• **GIVEN DATA**

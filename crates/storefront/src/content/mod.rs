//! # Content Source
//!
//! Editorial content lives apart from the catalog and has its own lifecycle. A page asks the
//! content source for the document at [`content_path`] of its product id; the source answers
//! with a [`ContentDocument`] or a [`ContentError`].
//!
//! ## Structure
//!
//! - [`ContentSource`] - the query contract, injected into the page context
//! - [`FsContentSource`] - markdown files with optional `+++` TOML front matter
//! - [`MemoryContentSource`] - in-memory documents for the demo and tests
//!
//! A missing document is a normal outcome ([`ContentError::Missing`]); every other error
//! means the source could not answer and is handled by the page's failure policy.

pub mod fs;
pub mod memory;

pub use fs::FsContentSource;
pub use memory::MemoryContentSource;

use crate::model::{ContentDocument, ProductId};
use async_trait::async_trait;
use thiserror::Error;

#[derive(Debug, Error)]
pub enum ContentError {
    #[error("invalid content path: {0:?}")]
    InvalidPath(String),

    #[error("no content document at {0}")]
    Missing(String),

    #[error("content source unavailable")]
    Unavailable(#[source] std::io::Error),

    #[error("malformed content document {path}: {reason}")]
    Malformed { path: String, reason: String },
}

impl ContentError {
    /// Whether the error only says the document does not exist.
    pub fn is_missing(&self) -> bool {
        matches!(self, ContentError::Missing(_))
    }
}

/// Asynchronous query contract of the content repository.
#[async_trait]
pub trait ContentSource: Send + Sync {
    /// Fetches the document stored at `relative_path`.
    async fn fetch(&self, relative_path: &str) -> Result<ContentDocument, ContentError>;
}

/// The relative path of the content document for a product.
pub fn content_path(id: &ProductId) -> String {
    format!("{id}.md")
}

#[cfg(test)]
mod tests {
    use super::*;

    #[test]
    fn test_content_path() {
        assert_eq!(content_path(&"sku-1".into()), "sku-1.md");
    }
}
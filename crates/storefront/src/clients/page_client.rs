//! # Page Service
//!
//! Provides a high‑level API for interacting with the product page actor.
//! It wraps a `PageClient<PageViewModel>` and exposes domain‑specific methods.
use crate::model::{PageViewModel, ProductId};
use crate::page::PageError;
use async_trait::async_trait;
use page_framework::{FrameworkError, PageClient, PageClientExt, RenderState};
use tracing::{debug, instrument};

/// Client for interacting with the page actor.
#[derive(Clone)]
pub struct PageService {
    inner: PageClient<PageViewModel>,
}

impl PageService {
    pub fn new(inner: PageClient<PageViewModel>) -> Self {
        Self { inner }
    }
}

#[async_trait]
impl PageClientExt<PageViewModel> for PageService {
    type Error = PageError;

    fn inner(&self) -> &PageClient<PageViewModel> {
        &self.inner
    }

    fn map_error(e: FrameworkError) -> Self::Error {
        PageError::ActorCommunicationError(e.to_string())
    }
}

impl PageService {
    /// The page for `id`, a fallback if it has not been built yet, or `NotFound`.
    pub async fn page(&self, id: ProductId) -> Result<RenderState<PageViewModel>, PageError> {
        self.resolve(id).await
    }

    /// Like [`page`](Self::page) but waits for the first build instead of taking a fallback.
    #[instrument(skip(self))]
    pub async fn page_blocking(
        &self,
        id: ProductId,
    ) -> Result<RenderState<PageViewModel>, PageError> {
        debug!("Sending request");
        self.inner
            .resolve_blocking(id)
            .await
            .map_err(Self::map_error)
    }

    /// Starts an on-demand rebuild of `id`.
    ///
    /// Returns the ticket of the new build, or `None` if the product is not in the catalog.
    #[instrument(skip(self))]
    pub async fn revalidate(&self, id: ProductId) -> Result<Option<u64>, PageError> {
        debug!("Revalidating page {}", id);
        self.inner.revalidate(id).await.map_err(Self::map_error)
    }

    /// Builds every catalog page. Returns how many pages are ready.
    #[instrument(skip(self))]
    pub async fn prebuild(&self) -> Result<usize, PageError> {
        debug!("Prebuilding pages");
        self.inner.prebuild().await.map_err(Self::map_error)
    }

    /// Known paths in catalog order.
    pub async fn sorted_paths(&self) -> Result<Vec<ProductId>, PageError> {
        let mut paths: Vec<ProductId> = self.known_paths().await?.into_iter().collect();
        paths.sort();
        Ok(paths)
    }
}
--
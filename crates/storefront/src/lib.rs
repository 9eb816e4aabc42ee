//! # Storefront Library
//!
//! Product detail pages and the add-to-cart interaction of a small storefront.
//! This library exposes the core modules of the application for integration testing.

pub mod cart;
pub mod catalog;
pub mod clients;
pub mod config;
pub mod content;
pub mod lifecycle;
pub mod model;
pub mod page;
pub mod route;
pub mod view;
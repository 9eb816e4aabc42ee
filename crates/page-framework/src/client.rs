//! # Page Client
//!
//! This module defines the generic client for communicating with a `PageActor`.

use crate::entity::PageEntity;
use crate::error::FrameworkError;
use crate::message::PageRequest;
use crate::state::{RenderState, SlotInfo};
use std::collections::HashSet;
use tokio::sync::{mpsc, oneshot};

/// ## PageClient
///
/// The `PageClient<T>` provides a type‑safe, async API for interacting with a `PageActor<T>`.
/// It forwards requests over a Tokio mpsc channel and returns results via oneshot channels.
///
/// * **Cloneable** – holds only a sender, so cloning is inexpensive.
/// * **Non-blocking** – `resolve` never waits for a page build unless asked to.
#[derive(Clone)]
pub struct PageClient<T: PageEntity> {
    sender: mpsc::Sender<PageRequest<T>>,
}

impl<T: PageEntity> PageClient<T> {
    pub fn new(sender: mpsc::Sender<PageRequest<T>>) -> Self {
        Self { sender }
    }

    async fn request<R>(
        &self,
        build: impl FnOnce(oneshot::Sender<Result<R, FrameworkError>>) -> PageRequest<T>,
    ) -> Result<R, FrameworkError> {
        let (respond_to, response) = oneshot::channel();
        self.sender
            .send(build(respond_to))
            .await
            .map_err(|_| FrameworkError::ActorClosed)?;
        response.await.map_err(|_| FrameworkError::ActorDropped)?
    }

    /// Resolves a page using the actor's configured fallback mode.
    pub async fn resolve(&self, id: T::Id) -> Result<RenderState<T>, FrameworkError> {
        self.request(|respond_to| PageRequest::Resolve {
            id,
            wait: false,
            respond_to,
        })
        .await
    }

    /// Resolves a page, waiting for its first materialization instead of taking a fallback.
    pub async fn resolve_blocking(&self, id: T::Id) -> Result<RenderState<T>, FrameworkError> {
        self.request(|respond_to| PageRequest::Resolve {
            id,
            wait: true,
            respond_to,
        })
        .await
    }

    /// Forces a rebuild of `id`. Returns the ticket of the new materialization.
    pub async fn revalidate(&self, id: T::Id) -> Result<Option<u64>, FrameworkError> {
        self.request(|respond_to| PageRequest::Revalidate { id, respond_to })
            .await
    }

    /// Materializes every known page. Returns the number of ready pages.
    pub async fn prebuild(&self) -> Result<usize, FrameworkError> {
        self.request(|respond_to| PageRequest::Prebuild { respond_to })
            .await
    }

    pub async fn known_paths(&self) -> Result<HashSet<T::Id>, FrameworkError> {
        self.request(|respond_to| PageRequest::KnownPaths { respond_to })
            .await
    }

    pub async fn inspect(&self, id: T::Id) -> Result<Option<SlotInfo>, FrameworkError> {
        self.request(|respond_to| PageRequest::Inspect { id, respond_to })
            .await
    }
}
==
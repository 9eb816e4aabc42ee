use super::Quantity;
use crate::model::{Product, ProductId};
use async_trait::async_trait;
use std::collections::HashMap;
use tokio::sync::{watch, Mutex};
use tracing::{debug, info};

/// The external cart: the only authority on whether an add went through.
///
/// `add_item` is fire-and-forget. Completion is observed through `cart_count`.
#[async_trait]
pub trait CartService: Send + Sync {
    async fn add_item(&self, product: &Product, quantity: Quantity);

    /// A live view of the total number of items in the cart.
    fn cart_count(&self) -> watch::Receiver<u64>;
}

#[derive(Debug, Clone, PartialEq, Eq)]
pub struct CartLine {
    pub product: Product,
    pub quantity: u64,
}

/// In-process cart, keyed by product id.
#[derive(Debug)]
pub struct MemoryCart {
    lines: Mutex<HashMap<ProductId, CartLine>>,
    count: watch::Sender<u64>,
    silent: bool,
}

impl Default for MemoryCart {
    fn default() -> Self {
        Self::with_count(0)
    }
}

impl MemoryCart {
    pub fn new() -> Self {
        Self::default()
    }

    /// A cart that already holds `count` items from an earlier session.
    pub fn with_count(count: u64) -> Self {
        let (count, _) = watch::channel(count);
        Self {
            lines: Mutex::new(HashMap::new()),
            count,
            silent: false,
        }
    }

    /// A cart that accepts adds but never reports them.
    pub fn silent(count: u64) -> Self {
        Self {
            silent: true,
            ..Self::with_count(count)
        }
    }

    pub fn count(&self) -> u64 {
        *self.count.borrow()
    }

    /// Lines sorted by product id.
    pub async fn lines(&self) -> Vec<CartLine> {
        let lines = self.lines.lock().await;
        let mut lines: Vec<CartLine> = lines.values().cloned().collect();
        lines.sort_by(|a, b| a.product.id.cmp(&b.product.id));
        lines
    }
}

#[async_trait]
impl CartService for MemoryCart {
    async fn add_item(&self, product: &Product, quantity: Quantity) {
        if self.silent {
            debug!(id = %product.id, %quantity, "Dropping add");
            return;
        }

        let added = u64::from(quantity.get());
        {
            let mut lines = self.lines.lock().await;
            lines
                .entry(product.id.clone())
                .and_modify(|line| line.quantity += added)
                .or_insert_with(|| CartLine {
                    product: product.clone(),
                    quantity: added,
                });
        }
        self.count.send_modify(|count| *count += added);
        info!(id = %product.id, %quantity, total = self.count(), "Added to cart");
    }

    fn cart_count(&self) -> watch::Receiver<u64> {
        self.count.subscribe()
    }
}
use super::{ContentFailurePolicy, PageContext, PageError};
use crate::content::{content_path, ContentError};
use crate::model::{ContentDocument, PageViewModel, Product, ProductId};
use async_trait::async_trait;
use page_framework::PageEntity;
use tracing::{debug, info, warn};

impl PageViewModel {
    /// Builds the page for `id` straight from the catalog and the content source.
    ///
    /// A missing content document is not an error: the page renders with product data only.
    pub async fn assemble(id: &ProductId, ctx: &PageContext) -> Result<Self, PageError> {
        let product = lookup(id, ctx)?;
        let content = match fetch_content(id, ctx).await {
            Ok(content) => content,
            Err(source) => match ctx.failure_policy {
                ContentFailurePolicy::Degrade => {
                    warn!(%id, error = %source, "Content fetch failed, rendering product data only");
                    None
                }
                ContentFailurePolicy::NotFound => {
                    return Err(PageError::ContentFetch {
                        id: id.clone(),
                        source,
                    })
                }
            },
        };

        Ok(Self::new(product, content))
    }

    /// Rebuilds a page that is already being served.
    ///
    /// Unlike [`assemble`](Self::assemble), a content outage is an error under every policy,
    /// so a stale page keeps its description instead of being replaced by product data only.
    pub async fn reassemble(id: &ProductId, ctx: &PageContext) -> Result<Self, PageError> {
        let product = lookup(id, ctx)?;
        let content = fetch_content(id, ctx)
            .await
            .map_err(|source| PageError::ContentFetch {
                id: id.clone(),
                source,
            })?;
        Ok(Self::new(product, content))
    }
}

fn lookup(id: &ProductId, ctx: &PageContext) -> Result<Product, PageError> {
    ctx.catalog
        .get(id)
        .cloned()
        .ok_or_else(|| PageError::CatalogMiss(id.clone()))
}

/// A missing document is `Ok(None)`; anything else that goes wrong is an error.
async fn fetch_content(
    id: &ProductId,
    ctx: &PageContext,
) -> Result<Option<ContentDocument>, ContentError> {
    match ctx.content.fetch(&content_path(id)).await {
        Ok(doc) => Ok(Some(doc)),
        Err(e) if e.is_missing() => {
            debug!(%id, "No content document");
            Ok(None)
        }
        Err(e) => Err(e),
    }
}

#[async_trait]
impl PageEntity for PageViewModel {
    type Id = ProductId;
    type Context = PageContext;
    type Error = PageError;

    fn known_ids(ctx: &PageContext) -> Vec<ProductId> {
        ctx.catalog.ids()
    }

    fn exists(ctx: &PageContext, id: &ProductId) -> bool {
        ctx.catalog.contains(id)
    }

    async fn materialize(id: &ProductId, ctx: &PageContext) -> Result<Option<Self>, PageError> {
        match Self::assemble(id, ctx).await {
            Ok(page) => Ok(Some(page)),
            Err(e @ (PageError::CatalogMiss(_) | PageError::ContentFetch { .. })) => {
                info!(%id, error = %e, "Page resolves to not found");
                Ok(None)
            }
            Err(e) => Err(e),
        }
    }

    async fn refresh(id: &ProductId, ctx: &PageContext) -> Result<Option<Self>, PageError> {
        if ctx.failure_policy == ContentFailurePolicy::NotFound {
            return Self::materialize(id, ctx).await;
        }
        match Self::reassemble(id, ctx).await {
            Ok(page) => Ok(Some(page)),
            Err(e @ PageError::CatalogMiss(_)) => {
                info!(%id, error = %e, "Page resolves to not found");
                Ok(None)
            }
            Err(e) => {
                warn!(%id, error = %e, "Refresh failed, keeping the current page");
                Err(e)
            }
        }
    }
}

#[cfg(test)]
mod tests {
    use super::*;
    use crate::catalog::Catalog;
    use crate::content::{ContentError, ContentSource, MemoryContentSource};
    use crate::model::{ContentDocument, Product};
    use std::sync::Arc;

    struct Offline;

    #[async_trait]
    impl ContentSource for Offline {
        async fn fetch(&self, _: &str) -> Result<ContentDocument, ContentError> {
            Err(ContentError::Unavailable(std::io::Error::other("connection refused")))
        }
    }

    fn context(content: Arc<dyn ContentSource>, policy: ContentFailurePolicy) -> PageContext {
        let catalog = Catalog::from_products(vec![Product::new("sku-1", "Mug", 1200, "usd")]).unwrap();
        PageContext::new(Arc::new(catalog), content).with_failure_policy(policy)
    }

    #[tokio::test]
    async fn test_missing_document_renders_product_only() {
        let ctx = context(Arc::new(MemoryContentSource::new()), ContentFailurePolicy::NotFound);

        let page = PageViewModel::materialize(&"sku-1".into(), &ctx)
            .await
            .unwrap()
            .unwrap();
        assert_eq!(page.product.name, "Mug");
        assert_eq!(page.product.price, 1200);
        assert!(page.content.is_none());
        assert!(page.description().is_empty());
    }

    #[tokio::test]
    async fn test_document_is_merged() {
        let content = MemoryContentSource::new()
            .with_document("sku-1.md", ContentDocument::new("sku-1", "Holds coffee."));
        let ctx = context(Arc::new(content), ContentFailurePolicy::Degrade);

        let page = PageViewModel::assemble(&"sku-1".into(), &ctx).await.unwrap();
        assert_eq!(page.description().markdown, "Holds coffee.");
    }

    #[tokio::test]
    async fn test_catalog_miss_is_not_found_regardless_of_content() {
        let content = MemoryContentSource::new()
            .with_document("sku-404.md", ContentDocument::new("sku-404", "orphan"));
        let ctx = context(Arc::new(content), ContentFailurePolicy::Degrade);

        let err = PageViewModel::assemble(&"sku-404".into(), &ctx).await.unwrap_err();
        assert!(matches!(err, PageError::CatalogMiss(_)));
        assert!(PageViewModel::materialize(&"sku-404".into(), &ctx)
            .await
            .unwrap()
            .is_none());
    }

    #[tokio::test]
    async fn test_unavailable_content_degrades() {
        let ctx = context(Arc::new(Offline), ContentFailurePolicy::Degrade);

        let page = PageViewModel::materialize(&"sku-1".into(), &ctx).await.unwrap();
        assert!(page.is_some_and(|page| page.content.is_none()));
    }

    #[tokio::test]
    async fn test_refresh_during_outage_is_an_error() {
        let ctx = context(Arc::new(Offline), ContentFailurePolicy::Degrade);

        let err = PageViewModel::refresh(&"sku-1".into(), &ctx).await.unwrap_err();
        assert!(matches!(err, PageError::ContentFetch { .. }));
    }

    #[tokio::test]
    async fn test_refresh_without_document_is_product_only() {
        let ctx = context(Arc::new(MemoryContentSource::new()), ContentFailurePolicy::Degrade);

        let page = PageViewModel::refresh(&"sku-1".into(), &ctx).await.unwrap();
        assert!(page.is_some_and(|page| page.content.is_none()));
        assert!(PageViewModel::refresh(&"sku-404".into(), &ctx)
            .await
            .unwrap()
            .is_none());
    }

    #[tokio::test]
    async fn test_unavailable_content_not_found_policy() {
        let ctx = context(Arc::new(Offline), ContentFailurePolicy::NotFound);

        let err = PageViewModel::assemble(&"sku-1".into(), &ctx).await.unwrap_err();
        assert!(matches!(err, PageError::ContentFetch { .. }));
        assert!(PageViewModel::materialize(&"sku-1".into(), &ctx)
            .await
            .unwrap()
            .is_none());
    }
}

• **WHAT TO DO**
For each line in the entries that contains the string "PageRequest", make a copy.

• **TASK RESULT**
use crate::message::PageRequest;
    sender: mpsc::Sender<PageRequest<T>>,
    pub fn new(sender: mpsc::Sender<PageRequest<T>>) -> Self {
        build: impl FnOnce(oneshot::Sender<Result<R, FrameworkError>>) -> PageRequest<T>,
        self.request(|respond_to| PageRequest::Resolve {
        self.request(|respond_to| PageRequest::Resolve {
        self.request(|respond_to| PageRequest::Revalidate { id, respond_to })
        self.request(|respond_to| PageRequest::Prebuild { respond_to })
        self.request(|respond_to| PageRequest::KnownPaths { respond_to })
        self.request(|respond_to| PageRequest::Inspect { id, respond_to })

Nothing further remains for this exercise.